(Listed entries Opens)

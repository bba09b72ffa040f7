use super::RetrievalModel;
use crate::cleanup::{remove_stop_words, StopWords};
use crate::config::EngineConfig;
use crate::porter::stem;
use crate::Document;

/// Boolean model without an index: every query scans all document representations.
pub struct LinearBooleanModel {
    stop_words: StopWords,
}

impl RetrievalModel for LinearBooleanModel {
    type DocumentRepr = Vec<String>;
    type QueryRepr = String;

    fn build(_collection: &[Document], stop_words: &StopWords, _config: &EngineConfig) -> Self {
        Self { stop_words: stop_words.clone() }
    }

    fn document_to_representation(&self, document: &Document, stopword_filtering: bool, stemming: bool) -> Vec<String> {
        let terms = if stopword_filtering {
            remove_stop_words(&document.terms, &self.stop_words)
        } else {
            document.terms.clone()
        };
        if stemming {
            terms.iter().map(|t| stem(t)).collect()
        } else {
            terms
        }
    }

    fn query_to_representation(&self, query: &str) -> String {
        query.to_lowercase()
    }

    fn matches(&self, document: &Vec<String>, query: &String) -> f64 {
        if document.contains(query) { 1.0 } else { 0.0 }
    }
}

(Listed entries Closes)
(Listed entries Opens)

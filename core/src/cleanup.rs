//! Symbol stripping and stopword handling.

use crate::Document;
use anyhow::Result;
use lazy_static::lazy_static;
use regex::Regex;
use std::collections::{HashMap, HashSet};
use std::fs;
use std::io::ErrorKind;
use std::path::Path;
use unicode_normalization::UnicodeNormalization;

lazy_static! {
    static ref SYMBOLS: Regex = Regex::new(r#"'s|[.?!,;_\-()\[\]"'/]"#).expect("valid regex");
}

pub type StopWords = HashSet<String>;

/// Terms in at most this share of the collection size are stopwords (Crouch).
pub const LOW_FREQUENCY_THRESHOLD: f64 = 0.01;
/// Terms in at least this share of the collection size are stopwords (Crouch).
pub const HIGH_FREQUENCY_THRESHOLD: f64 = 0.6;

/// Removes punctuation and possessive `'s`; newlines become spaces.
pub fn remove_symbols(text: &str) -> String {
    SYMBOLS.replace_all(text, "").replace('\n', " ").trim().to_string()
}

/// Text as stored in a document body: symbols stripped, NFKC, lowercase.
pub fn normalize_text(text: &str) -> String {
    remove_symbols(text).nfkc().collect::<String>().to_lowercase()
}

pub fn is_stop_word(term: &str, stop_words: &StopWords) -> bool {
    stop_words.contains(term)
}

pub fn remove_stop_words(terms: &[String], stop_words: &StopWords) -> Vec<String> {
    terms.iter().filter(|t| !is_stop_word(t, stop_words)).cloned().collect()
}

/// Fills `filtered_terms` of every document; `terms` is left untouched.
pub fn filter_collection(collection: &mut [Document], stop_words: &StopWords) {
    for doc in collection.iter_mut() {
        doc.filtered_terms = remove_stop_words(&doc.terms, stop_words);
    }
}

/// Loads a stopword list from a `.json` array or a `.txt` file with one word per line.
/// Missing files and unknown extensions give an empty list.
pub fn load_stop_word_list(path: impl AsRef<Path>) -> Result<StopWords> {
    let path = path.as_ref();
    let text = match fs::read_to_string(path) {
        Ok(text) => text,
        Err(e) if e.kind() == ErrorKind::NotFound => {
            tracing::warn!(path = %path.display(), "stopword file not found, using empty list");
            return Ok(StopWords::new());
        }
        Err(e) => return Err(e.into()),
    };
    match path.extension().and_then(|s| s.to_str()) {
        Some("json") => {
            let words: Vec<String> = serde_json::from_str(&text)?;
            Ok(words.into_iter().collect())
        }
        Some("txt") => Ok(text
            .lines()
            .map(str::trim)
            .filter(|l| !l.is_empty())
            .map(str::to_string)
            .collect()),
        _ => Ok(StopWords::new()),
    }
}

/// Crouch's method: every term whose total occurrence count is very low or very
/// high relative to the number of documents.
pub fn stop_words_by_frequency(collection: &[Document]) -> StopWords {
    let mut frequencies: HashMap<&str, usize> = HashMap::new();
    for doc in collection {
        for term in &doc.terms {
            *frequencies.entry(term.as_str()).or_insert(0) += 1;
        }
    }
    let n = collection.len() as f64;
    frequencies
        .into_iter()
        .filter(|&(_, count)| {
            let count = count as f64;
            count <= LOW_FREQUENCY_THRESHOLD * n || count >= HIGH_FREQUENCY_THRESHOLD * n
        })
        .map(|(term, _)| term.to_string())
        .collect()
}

(Listed entries Closes)

Exercise requirements:
Out of the entries above, write out only the lines between the line holding "pub fn filter_collection(collection: &mut" and the line holding "word per line.", inclusive, each exactly as given.

Result:
pub fn filter_collection(collection: &mut [Document], stop_words: &StopWords) {
    for doc in collection.iter_mut() {
        doc.filtered_terms = remove_stop_words(&doc.terms, stop_words);
    }
}

/// Loads a stopword list from a `.json` array or a `.txt` file with one word per line.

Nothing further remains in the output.